- Opening Delimiter -

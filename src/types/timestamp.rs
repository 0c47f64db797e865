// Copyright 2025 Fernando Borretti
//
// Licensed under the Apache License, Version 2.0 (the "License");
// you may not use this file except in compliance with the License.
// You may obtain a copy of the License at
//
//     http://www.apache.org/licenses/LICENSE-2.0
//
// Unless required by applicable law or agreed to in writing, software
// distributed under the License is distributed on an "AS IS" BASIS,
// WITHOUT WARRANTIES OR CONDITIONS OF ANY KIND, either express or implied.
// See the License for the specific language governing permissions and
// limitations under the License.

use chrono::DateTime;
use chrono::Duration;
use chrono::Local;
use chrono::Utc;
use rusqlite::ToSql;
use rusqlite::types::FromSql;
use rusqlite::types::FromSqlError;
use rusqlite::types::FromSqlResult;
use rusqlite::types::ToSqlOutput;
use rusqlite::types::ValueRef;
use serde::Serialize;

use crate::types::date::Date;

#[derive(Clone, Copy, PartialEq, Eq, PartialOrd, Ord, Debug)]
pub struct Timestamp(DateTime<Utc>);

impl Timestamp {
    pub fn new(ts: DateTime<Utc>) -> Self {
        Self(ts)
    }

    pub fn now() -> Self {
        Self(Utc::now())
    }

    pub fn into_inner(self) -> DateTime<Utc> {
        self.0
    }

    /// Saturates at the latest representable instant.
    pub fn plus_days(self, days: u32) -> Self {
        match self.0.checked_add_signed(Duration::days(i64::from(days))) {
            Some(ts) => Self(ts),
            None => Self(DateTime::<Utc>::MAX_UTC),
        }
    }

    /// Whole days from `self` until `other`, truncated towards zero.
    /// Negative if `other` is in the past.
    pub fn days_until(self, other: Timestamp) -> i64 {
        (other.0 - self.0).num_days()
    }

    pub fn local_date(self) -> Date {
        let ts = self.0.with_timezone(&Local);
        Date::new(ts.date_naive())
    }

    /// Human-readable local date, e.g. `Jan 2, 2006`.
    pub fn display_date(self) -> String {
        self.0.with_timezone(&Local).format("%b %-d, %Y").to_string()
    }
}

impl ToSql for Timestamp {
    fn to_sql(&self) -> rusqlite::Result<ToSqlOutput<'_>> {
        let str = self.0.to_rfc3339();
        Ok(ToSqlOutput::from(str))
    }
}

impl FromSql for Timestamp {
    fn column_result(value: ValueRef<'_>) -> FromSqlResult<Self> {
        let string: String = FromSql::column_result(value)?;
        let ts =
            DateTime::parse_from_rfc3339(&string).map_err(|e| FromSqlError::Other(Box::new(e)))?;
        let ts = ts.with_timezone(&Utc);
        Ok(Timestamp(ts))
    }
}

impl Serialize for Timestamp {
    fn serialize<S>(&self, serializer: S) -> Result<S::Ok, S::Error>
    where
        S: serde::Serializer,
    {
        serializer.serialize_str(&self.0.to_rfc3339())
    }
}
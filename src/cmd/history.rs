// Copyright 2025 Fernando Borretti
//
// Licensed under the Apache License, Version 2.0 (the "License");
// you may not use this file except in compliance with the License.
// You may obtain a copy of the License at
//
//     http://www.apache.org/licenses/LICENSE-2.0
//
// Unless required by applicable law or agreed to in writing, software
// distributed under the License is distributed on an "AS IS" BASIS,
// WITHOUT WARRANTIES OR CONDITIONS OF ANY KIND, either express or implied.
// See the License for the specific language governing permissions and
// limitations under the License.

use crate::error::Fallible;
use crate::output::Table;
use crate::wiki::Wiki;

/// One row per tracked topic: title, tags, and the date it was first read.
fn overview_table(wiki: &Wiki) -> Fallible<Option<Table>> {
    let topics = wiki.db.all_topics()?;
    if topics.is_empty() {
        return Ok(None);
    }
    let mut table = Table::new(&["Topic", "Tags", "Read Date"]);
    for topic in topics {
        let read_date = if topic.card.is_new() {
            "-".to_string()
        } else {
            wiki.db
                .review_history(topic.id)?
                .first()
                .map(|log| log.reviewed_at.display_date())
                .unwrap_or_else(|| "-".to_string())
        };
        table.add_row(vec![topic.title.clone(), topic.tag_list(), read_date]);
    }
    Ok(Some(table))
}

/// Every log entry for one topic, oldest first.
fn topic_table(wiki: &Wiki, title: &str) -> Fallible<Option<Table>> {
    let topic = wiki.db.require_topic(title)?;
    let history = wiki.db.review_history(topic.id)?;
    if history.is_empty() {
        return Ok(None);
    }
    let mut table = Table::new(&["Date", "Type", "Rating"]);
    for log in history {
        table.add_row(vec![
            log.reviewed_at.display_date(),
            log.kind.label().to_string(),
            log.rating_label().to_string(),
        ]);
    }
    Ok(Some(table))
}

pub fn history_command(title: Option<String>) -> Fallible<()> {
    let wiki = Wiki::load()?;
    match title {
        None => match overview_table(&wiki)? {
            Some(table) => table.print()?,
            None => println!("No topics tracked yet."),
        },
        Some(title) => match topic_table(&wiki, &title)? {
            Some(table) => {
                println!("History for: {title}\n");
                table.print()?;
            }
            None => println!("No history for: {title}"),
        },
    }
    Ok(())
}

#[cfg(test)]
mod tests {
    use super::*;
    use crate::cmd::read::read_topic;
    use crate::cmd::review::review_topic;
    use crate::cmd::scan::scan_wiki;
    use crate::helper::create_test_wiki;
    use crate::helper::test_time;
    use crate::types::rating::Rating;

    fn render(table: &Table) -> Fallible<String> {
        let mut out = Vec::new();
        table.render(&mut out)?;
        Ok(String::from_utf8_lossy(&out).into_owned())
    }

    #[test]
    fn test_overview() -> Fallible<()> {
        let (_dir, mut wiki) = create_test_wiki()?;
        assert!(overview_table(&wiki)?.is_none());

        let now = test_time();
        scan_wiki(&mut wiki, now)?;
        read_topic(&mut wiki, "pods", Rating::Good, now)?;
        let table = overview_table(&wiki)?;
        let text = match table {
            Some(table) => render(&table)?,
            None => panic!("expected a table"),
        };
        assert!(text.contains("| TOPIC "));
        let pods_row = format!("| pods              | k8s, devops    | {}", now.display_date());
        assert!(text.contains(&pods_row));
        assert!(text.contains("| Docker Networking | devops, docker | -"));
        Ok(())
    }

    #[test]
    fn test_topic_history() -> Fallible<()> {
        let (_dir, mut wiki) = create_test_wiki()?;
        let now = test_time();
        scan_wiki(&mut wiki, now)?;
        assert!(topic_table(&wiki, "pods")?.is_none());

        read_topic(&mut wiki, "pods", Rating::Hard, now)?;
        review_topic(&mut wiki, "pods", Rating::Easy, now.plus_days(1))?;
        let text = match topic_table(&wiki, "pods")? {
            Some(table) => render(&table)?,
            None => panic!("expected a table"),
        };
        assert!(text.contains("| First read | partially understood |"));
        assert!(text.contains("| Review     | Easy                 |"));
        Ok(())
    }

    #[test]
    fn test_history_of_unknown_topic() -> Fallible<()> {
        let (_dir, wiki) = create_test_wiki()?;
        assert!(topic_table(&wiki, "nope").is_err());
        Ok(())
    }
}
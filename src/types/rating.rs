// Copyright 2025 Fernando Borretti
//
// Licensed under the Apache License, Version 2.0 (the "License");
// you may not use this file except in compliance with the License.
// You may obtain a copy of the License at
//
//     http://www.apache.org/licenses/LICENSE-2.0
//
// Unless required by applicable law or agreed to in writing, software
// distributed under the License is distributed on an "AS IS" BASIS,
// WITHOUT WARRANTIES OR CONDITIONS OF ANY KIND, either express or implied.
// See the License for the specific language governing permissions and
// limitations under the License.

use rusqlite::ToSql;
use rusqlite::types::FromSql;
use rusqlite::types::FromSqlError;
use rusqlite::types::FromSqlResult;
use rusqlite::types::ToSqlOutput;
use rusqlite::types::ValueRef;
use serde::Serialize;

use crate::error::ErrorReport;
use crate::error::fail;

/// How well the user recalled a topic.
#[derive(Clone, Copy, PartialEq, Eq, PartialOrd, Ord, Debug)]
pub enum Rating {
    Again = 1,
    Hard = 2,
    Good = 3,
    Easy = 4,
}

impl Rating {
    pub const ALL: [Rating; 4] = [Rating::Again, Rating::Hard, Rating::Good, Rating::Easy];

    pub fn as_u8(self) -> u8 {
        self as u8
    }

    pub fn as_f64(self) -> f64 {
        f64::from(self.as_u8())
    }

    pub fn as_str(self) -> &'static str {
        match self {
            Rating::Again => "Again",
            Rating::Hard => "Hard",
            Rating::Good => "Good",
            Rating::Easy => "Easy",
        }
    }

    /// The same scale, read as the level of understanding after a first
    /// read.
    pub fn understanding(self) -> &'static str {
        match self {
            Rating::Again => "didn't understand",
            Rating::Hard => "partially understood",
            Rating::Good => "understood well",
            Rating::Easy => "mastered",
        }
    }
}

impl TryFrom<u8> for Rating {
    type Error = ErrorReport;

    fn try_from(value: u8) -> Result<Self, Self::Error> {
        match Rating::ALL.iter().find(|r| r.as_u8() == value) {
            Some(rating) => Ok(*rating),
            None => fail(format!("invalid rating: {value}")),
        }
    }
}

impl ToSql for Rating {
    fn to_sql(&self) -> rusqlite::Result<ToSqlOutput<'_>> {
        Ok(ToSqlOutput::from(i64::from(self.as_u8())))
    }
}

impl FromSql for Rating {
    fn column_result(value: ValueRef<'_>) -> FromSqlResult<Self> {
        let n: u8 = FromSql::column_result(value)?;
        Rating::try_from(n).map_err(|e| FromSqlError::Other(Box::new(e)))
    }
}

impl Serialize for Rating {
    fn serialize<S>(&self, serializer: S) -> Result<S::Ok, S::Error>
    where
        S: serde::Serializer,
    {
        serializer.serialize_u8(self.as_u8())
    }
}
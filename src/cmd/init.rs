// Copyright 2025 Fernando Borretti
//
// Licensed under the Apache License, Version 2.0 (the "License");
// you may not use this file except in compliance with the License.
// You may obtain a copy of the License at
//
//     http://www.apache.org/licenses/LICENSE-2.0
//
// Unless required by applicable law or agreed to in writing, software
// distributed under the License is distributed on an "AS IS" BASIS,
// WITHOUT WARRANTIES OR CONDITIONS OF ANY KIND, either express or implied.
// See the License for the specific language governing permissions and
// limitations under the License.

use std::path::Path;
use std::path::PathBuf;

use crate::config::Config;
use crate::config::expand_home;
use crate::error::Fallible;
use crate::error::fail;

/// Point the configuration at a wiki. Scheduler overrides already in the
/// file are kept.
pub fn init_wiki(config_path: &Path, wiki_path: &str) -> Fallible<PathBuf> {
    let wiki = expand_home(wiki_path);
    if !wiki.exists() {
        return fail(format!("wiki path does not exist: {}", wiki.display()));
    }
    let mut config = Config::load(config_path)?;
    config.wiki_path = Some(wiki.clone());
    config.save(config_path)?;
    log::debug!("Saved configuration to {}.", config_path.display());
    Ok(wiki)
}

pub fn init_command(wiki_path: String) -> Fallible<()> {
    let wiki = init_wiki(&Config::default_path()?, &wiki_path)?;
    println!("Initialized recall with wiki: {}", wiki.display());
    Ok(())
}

- Closing Delimiter -

• Problem description: The lines to retype run from the start of the entries through the line containing "use chrono::Duration;"; reproduce them exactly and add nothing.

• Solution below:
filename src/types/timestamp.rs
repository 0c47f64db797e865
// Copyright 2025 Fernando Borretti
//
// Licensed under the Apache License, Version 2.0 (the "License");
// you may not use this file except in compliance with the License.
// You may obtain a copy of the License at
//
//     http://www.apache.org/licenses/LICENSE-2.0
//
// Unless required by applicable law or agreed to in writing, software
// distributed under the License is distributed on an "AS IS" BASIS,
// WITHOUT WARRANTIES OR CONDITIONS OF ANY KIND, either express or implied.
// See the License for the specific language governing permissions and
// limitations under the License.

use chrono::DateTime;
use chrono::Duration;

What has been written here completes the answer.